The Governance Committee expects to identify nominees to serve as directors of the Company primarily by accepting and considering the suggestions and nominations made by directors, management and shareholders. To date, the Governance Committee has not engaged any third parties to assist in identifying candidates for the Board of Directors. The Governance Committee has established minimum qualifications for recommended nominees that include evaluating nominees for directors based on their integrity, judgment, independence, financial and business acumen, relevant experience and their ability to represent and act on behalf of all shareholders, as well as the needs of the Board of Directors. In general, the Governance Committee would expect to re-nominate incumbent directors who express an interest in continuing to serve on the Board.

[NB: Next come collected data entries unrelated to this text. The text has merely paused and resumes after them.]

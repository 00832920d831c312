use std::{path::PathBuf, process::ExitCode, time::Duration};

use clap::Parser;
use process::models::DEFAULT_ENDPOINT;

#[derive(Parser, Debug)]
#[command(author, version, about)]
struct Args {
    manifest: PathBuf,

    #[arg(long, default_value = DEFAULT_ENDPOINT)]
    endpoint: String,

    #[arg(long, default_value = "mapping.json")]
    output: PathBuf,

    #[arg(long, default_value_t = 10_000)]
    timeout_ms: u64,
}

#[tokio::main]
async fn main() -> ExitCode {
    let args = Args::parse();

    match process::backfill(
        &args.manifest,
        &args.endpoint,
        &args.output,
        Duration::from_millis(args.timeout_ms),
    )
    .await
    {
        Ok(summary) if summary.failed.is_empty() => ExitCode::SUCCESS,
        Ok(_) => ExitCode::FAILURE,
        Err(e) => {
            eprintln!("Backfill failed: {e:#}");
            ExitCode::FAILURE
        }
    }
}
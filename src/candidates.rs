use serde::{Deserialize, Serialize};
use url::Url;

/// Every source available for one logical image slot, e.g. a model's primary photo.
#[derive(Debug, Clone, Default, PartialEq, Eq, Serialize, Deserialize)]
#[serde(rename_all = "camelCase")]
pub struct ImageCandidateSet {
    #[serde(default)]
    pub local: Option<String>,
    #[serde(default)]
    pub external: Option<String>,
    #[serde(default)]
    pub placeholder: Option<String>,
}

impl ImageCandidateSet {
    pub fn new(
        local: Option<impl Into<String>>,
        external: Option<impl Into<String>>,
        placeholder: Option<impl Into<String>>,
    ) -> Self {
        Self {
            local: local.map(Into::into),
            external: external.map(Into::into),
            placeholder: placeholder.map(Into::into),
        }
    }
}

const SCRIPT_SCHEMES: [&str; 2] = ["javascript", "vbscript"];

/// Root-relative path or any absolute URL, non-empty after trimming.
///
/// `data:` and `blob:` sources count. Script schemes never do.
pub fn is_well_formed(candidate: &str) -> bool {
    let candidate = candidate.trim();

    if candidate.is_empty() {
        return false;
    }

    if candidate.starts_with('/') {
        return true;
    }

    Url::parse(candidate)
        .map(|url| !SCRIPT_SCHEMES.contains(&url.scheme()))
        .unwrap_or(false)
}

pub(crate) fn accept(candidate: Option<&str>) -> Option<&str> {
    candidate
        .map(str::trim)
        .filter(|candidate| is_well_formed(candidate))
}
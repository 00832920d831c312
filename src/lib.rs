//! # Showcase Images
//!
//! Image resolution rules for the showcase site: model profiles, gallery slots, blog covers.
//!
//!
//!
//! # General Flow
//! - Content records hand the frontend up to three candidates per image slot (local, external, placeholder)
//! - Resolver picks one candidate using the current preference, skipping anything malformed
//! - Annotator optionally appends a freshness token when the URL points at our own storage
//! - Browser fetches either straight from the storage CDN or through the delivery proxy (`/api/i/{key}`)
//! - Sync function is run out-of-band by admins to copy an external image into the local cache area
//!
//!
//!
//! # Notes
//!
//! ## Preference
//! One boolean decides whether local copies win over external URLs. It lives behind an injectable
//! key-value store instead of ambient browser storage so the resolver can be tested without stubs.
//! Reads never write. Seeding the default is an explicit `initialize_with_default` call at startup.
//!
//! ## Cache-busting
//! Two kinds of token:
//! - **Stable** `v=` token, last-modified time of the owning content record. Only changes when the record changes.
//! - **Unstable** `t=` + `cb=` token for mobile clients that were seen serving stale bytes. Defeats caching entirely.
//!
//! Mobile detection is a best-effort user-agent match done once at the edge, then passed down as [`ClientContext`].
//!
//!
//!
//! # Setup
//!
//! View current docs.
//! ```sh
//! cargo doc --open
//! ```

pub mod cache_bust;
pub mod candidates;
pub mod client;
pub mod content_type;
pub mod preference;
pub mod resolver;

pub use cache_bust::{AnnotateOptions, Annotator, CacheToken, ContentRef, VersionLookup};
pub use candidates::{ImageCandidateSet, is_well_formed};
pub use client::ClientContext;
pub use preference::{FileStore, ImagePreference, KeyValueStore, MemoryStore, PreferenceStore};
pub use resolver::resolve;
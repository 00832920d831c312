//! # Content Store
//!
//! Relational store holding models, galleries, blog posts and site config.
//!
//! We only ever read one thing from it here: a record's `updated_at`, used as the stable `v=` cache token.
//!
//! ```sh
//! curl -H "apikey: $(cat /run/secrets/STORAGE_SERVICE_KEY)" \
//!   "http://localhost:54321/rest/v1/models?id=eq.42&select=updated_at"
//! ```
use async_trait::async_trait;
use chrono::{DateTime, Utc};
use reqwest::Client;
use serde::Deserialize;
use showcase::cache_bust::{LookupError, VersionLookup};

#[derive(Deserialize)]
struct VersionRow {
    updated_at: Option<String>,
}

pub struct RestContentStore {
    client: Client,
    base_url: String,
    service_key: String,
}

impl RestContentStore {
    pub fn new(client: Client, base_url: &str, service_key: &str) -> Self {
        Self {
            client,
            base_url: base_url.trim_end_matches('/').to_string(),
            service_key: service_key.to_string(),
        }
    }
}

#[async_trait]
impl VersionLookup for RestContentStore {
    async fn last_modified(
        &self,
        table: &str,
        id: &str,
    ) -> Result<Option<DateTime<Utc>>, LookupError> {
        if !is_identifier(table) {
            return Err(format!("invalid table name: {table}").into());
        }

        let rows: Vec<VersionRow> = self
            .client
            .get(format!("{}/rest/v1/{table}", self.base_url))
            .query(&[("id", format!("eq.{id}")), ("select", "updated_at".to_string())])
            .bearer_auth(&self.service_key)
            .header("apikey", &self.service_key)
            .send()
            .await?
            .error_for_status()?
            .json()
            .await?;

        parse_version(rows)
    }
}

fn parse_version(rows: Vec<VersionRow>) -> Result<Option<DateTime<Utc>>, LookupError> {
    let Some(raw) = rows.into_iter().next().and_then(|row| row.updated_at) else {
        return Ok(None);
    };

    let modified = DateTime::parse_from_rfc3339(&raw)?;

    Ok(Some(modified.with_timezone(&Utc)))
}

fn is_identifier(name: &str) -> bool {
    !name.is_empty() && name.chars().all(|c| c.is_ascii_alphanumeric() || c == '_')
}

#[cfg(test)]
mod tests {
    use chrono::{TimeZone, Utc};

    use super::{VersionRow, is_identifier, parse_version};

    fn row(updated_at: Option<&str>) -> VersionRow {
        VersionRow {
            updated_at: updated_at.map(str::to_string),
        }
    }

    #[test]
    fn test_parse_version() {
        let parsed = parse_version(vec![row(Some("2025-03-01T12:00:00+00:00"))]).unwrap();

        assert_eq!(parsed, Some(Utc.with_ymd_and_hms(2025, 3, 1, 12, 0, 0).unwrap()));
    }

    #[test]
    fn test_parse_version_offset() {
        let parsed = parse_version(vec![row(Some("2025-03-01T14:00:00.250+02:00"))])
            .unwrap()
            .unwrap();

        let noon = Utc.with_ymd_and_hms(2025, 3, 1, 12, 0, 0).unwrap();

        assert_eq!(parsed.timestamp_millis(), noon.timestamp_millis() + 250);
    }

    #[test]
    fn test_missing_version() {
        assert_eq!(parse_version(vec![]).unwrap(), None);
        assert_eq!(parse_version(vec![row(None)]).unwrap(), None);
        assert!(parse_version(vec![row(Some("yesterday"))]).is_err());
    }

    #[test]
    fn test_identifier() {
        assert!(is_identifier("models"));
        assert!(is_identifier("model_gallery"));
        assert!(!is_identifier(""));
        assert!(!is_identifier("models?select=*"));
    }
}
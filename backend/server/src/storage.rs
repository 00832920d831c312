//! # Storage Bucket
//!
//! Key to bytes object store holding every image we serve.
//! ## Layout
//! - `local-cache/{type}-{millis}.{ext}`: copies of external images made by the sync function
//! - `placeholders/{name}.svg`: generated placeholders
//! - Anything else: uploaded by the admin back office
//!
//! ## REST
//! Supabase-style storage API.
//! - Download: `GET {base}/storage/v1/object/{bucket}/{key}`
//! - Upload: `POST {base}/storage/v1/object/{bucket}/{key}` with `x-upsert`
//! - Public URL: `{base}/storage/v1/object/public/{bucket}/{key}`
//!
//! Key segments are percent-encoded, so `a?b.jpg` is one object and never a query.
//!
//! Single attempt per call, bounded by the client timeout. No retries.
use std::collections::HashMap;

use anyhow::{Context, Result, bail};
use async_trait::async_trait;
use axum::body::Bytes;
use reqwest::{Client, StatusCode, header::CONTENT_TYPE};
use tokio::sync::RwLock;
use url::Url;

#[derive(Debug, Clone, PartialEq, Eq)]
pub struct StorageObject {
    pub key: String,
    pub bytes: Bytes,
    pub content_type: String,
}

#[derive(Debug, Clone)]
pub struct UploadOptions {
    pub content_type: String,
    pub upsert: bool,
}

#[async_trait]
pub trait Bucket: Send + Sync {
    /// `None` when the key does not exist.
    async fn download(&self, key: &str) -> Result<Option<StorageObject>>;

    async fn upload(&self, key: &str, bytes: Bytes, options: UploadOptions) -> Result<()>;

    fn public_url(&self, key: &str) -> String;
}

pub struct RestBucket {
    client: Client,
    base_url: Url,
    bucket: String,
    service_key: String,
}

impl RestBucket {
    pub fn new(client: Client, base_url: &str, bucket: &str, service_key: &str) -> Result<Self> {
        let base_url = Url::parse(base_url).context("invalid storage url")?;
        if base_url.cannot_be_a_base() {
            bail!("storage url {base_url} cannot hold a path");
        }

        Ok(Self {
            client,
            base_url,
            bucket: bucket.to_string(),
            service_key: service_key.to_string(),
        })
    }

    fn object_url(&self, key: &str) -> Url {
        self.url_for(&[], key)
    }

    fn url_for(&self, scope: &[&str], key: &str) -> Url {
        let mut url = self.base_url.clone();

        if let Ok(mut segments) = url.path_segments_mut() {
            segments
                .pop_if_empty()
                .extend(["storage", "v1", "object"])
                .extend(scope)
                .push(&self.bucket)
                .extend(key.split('/'));
        }

        url
    }
}

#[async_trait]
impl Bucket for RestBucket {
    async fn download(&self, key: &str) -> Result<Option<StorageObject>> {
        let response = self
            .client
            .get(self.object_url(key))
            .bearer_auth(&self.service_key)
            .header("apikey", &self.service_key)
            .send()
            .await
            .context("storage download request failed")?;

        // storage answers 400 for unknown objects on some versions
        if matches!(
            response.status(),
            StatusCode::NOT_FOUND | StatusCode::BAD_REQUEST
        ) {
            return Ok(None);
        }

        if !response.status().is_success() {
            bail!("storage download returned {}", response.status());
        }

        let content_type = response
            .headers()
            .get(CONTENT_TYPE)
            .and_then(|value| value.to_str().ok())
            .unwrap_or_default()
            .to_string();
        let bytes = response.bytes().await.context("storage download body")?;

        Ok(Some(StorageObject {
            key: key.to_string(),
            bytes,
            content_type,
        }))
    }

    async fn upload(&self, key: &str, bytes: Bytes, options: UploadOptions) -> Result<()> {
        let response = self
            .client
            .post(self.object_url(key))
            .bearer_auth(&self.service_key)
            .header("apikey", &self.service_key)
            .header(CONTENT_TYPE, options.content_type)
            .header("x-upsert", options.upsert.to_string())
            .body(bytes)
            .send()
            .await
            .context("storage upload request failed")?;

        if !response.status().is_success() {
            bail!("storage upload returned {}", response.status());
        }

        Ok(())
    }

    fn public_url(&self, key: &str) -> String {
        self.url_for(&["public"], key).into()
    }
}

/// In-process bucket for tests and local runs.
pub struct MemoryBucket {
    objects: RwLock<HashMap<String, StorageObject>>,
    public_base: String,
}

impl MemoryBucket {
    pub fn new(public_base: &str) -> Self {
        Self {
            objects: RwLock::default(),
            public_base: public_base.trim_end_matches('/').to_string(),
        }
    }

    pub async fn len(&self) -> usize {
        self.objects.read().await.len()
    }

    pub async fn is_empty(&self) -> bool {
        self.objects.read().await.is_empty()
    }

    pub async fn keys(&self) -> Vec<String> {
        let mut keys: Vec<String> = self.objects.read().await.keys().cloned().collect();
        keys.sort();
        keys
    }
}

#[async_trait]
impl Bucket for MemoryBucket {
    async fn download(&self, key: &str) -> Result<Option<StorageObject>> {
        Ok(self.objects.read().await.get(key).cloned())
    }

    async fn upload(&self, key: &str, bytes: Bytes, options: UploadOptions) -> Result<()> {
        let mut objects = self.objects.write().await;

        if !options.upsert && objects.contains_key(key) {
            bail!("object {key} already exists");
        }

        objects.insert(
            key.to_string(),
            StorageObject {
                key: key.to_string(),
                bytes,
                content_type: options.content_type,
            },
        );

        Ok(())
    }

    fn public_url(&self, key: &str) -> String {
        format!("{}/{}", self.public_base, key)
    }
}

As of December 31, 2008 the members of the Governance Committee were Rendle A. Jones, Chairman, Ann W. Bresnahan, David C. Flanagan, Ward I. Graffam, Karen W. Stanley and James H. Page. The Governance Committee held three meetings during 2008. The Governance Committee operates under a written charter, a copy of which is available on the Company's website at www.camdennational.com.

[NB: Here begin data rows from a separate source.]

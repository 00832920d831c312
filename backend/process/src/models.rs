use serde::{Deserialize, Serialize};

pub const DEFAULT_ENDPOINT: &str = "http://localhost:1111/functions/sync-image-to-local";

#[derive(Debug, Clone, PartialEq, Eq, Serialize, Deserialize)]
#[serde(rename_all = "camelCase")]
pub struct ManifestEntry {
    pub image_url: String,
    #[serde(default, skip_serializing_if = "Option::is_none")]
    pub image_type: Option<String>,
}

#[derive(Deserialize)]
#[serde(rename_all = "camelCase")]
pub struct SyncResponse {
    pub local_path: String,
    pub cached_url: String,
    pub original_url: String,
}

#[derive(Deserialize)]
pub struct SyncFailure {
    pub error: String,
}

#[derive(Debug, Clone, PartialEq, Eq, Serialize, Deserialize)]
#[serde(rename_all = "camelCase")]
pub struct MappingEntry {
    pub original_url: String,
    pub local_path: String,
    pub cached_url: String,
}

impl From<SyncResponse> for MappingEntry {
    fn from(response: SyncResponse) -> Self {
        Self {
            original_url: response.original_url,
            local_path: response.local_path,
            cached_url: response.cached_url,
        }
    }
}
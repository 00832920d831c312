//! # Image Preference
//!
//! Durable "prefer local copies" flag.
//!
//! ## Storage
//! - One key (`image_preferences`) holding a small JSON object: `{"preferLocal": true}`
//! - Backed by any [`KeyValueStore`], a directory of JSON files in production
//!
//! ## Failure Mode
//! - Nothing stored, including after the store is cleared: reads return the default
//! - Store unreadable or value corrupt: reads fall back to the in-memory value (last write, else default)
//! - Store unwritable: write is logged and dropped, in-memory value and listeners still update
//! - Concurrent writers: last writer wins
use std::{
    collections::HashMap,
    fs,
    io::ErrorKind,
    path::PathBuf,
    sync::{Mutex, PoisonError},
};

use serde::{Deserialize, Serialize};
use thiserror::Error;
use tokio::sync::watch;
use tracing::{info, warn};

pub const PREFERENCE_KEY: &str = "image_preferences";

#[derive(Debug, Clone, Copy, PartialEq, Eq, Serialize, Deserialize)]
#[serde(rename_all = "camelCase")]
pub struct ImagePreference {
    pub prefer_local: bool,
}

impl ImagePreference {
    pub const fn new(prefer_local: bool) -> Self {
        Self { prefer_local }
    }
}

impl Default for ImagePreference {
    fn default() -> Self {
        Self { prefer_local: true }
    }
}

#[derive(Error, Debug)]
pub enum StoreError {
    #[error("Storage unavailable")]
    Unavailable,

    #[error("Storage io error: {0}")]
    Io(#[from] std::io::Error),

    #[error("Malformed stored value: {0}")]
    Malformed(#[from] serde_json::Error),
}

impl<T> From<PoisonError<T>> for StoreError {
    fn from(_: PoisonError<T>) -> Self {
        StoreError::Unavailable
    }
}

pub trait KeyValueStore: Send + Sync {
    fn read(&self, key: &str) -> Result<Option<String>, StoreError>;

    fn write(&self, key: &str, value: &str) -> Result<(), StoreError>;

    fn clear(&self) -> Result<(), StoreError>;
}

impl<T: KeyValueStore + ?Sized> KeyValueStore for Box<T> {
    fn read(&self, key: &str) -> Result<Option<String>, StoreError> {
        (**self).read(key)
    }

    fn write(&self, key: &str, value: &str) -> Result<(), StoreError> {
        (**self).write(key, value)
    }

    fn clear(&self) -> Result<(), StoreError> {
        (**self).clear()
    }
}

/// One `{key}.json` file per key inside `dir`.
pub struct FileStore {
    dir: PathBuf,
}

impl FileStore {
    pub fn new(dir: impl Into<PathBuf>) -> Self {
        Self { dir: dir.into() }
    }

    fn path(&self, key: &str) -> PathBuf {
        self.dir.join(format!("{key}.json"))
    }
}

impl KeyValueStore for FileStore {
    fn read(&self, key: &str) -> Result<Option<String>, StoreError> {
        match fs::read_to_string(self.path(key)) {
            Ok(value) => Ok(Some(value)),
            Err(e) if e.kind() == ErrorKind::NotFound => Ok(None),
            Err(e) => Err(e.into()),
        }
    }

    fn write(&self, key: &str, value: &str) -> Result<(), StoreError> {
        fs::create_dir_all(&self.dir)?;

        // rename keeps readers from ever seeing a half-written file
        let tmp = self.dir.join(format!(".{key}.json.tmp"));
        fs::write(&tmp, value)?;
        fs::rename(&tmp, self.path(key))?;

        Ok(())
    }

    fn clear(&self) -> Result<(), StoreError> {
        match fs::remove_dir_all(&self.dir) {
            Ok(()) => Ok(()),
            Err(e) if e.kind() == ErrorKind::NotFound => Ok(()),
            Err(e) => Err(e.into()),
        }
    }
}

#[derive(Default)]
pub struct MemoryStore {
    values: Mutex<HashMap<String, String>>,
    unavailable: bool,
}

impl MemoryStore {
    pub fn new() -> Self {
        Self::default()
    }

    /// Every operation fails, like storage in a restricted browsing context.
    pub fn unavailable() -> Self {
        Self {
            values: Mutex::default(),
            unavailable: true,
        }
    }
}

impl KeyValueStore for MemoryStore {
    fn read(&self, key: &str) -> Result<Option<String>, StoreError> {
        if self.unavailable {
            return Err(StoreError::Unavailable);
        }

        Ok(self.values.lock()?.get(key).cloned())
    }

    fn write(&self, key: &str, value: &str) -> Result<(), StoreError> {
        if self.unavailable {
            return Err(StoreError::Unavailable);
        }

        self.values.lock()?.insert(key.to_string(), value.to_string());

        Ok(())
    }

    fn clear(&self) -> Result<(), StoreError> {
        if self.unavailable {
            return Err(StoreError::Unavailable);
        }

        self.values.lock()?.clear();

        Ok(())
    }
}

pub struct PreferenceStore<S> {
    store: S,
    default: ImagePreference,
    current: watch::Sender<ImagePreference>,
}

impl<S: KeyValueStore> PreferenceStore<S> {
    pub fn new(store: S, default: ImagePreference) -> Self {
        let (current, _) = watch::channel(default);

        Self {
            store,
            default,
            current,
        }
    }

    /// Persists the default unless a value is already stored.
    pub fn initialize_with_default(&self) -> Result<ImagePreference, StoreError> {
        if let Some(stored) = self.read_stored()? {
            info!(prefer_local = stored.prefer_local, "Loaded stored image preference");
            self.current.send_replace(stored);
            return Ok(stored);
        }

        info!(
            prefer_local = self.default.prefer_local,
            "No stored image preference, persisting default"
        );
        self.persist(self.default)?;
        self.current.send_replace(self.default);

        Ok(self.default)
    }

    /// Blocking read of the stored value.
    ///
    /// Nothing stored means the default. Unreadable storage keeps the in-memory value.
    pub fn get(&self) -> ImagePreference {
        match self.read_stored() {
            Ok(Some(stored)) => stored,
            Ok(None) => self.default,
            Err(e) => {
                warn!("Image preference unreadable, using in-memory value: {e}");
                *self.current.borrow()
            }
        }
    }

    pub fn set(&self, value: ImagePreference) {
        if let Err(e) = self.persist(value) {
            warn!("Failed to persist image preference: {e}");
        }

        self.current.send_replace(value);
    }

    pub fn default_preference(&self) -> ImagePreference {
        self.default
    }

    pub fn subscribe(&self) -> watch::Receiver<ImagePreference> {
        self.current.subscribe()
    }

    pub fn store(&self) -> &S {
        &self.store
    }

    fn read_stored(&self) -> Result<Option<ImagePreference>, StoreError> {
        self.store
            .read(PREFERENCE_KEY)?
            .map(|raw| serde_json::from_str(&raw))
            .transpose()
            .map_err(Into::into)
    }

    fn persist(&self, value: ImagePreference) -> Result<(), StoreError> {
        let raw = serde_json::to_string(&value)?;

        self.store.write(PREFERENCE_KEY, &raw)
    }
}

The Compensation Committee (the Committee) of the Board of Directors of Camden National Corporation discharges the Boards responsibilities relating to compensation of our directors and executive officers, and oversees our Companys overall compensation and benefits programs.
Activity. The Committee met seven times in 2008, and time was dedicated to the following activities: reviewing and modifying the metrics for the Long-Term Performance Share Plan (or Long-Term Incentive Plan, LTIP) for the 2008 2010 Performance Period; performing executive and director compensation peer review; reviewing and approving employee incentive plans and payouts, termination of the former Union Trust Companys defined benefit pension plan, stock and stock options awards, CEO salary and incentive plans, executive salary and incentive plans, and executive stock ownership; reviewing executive and employee benefits, including reviewing recommendations on the Company match in the Camden National Corporation Retirement Savings 401(k) Plan (the 401(k) Plan) and profit sharing contributions; reviewing audit reports regarding the 401(k) Plan and executive compensation plans; and performing due diligence on the 401(k) Plan, as well as reviewing and approving amendments to the 401(k) Plan.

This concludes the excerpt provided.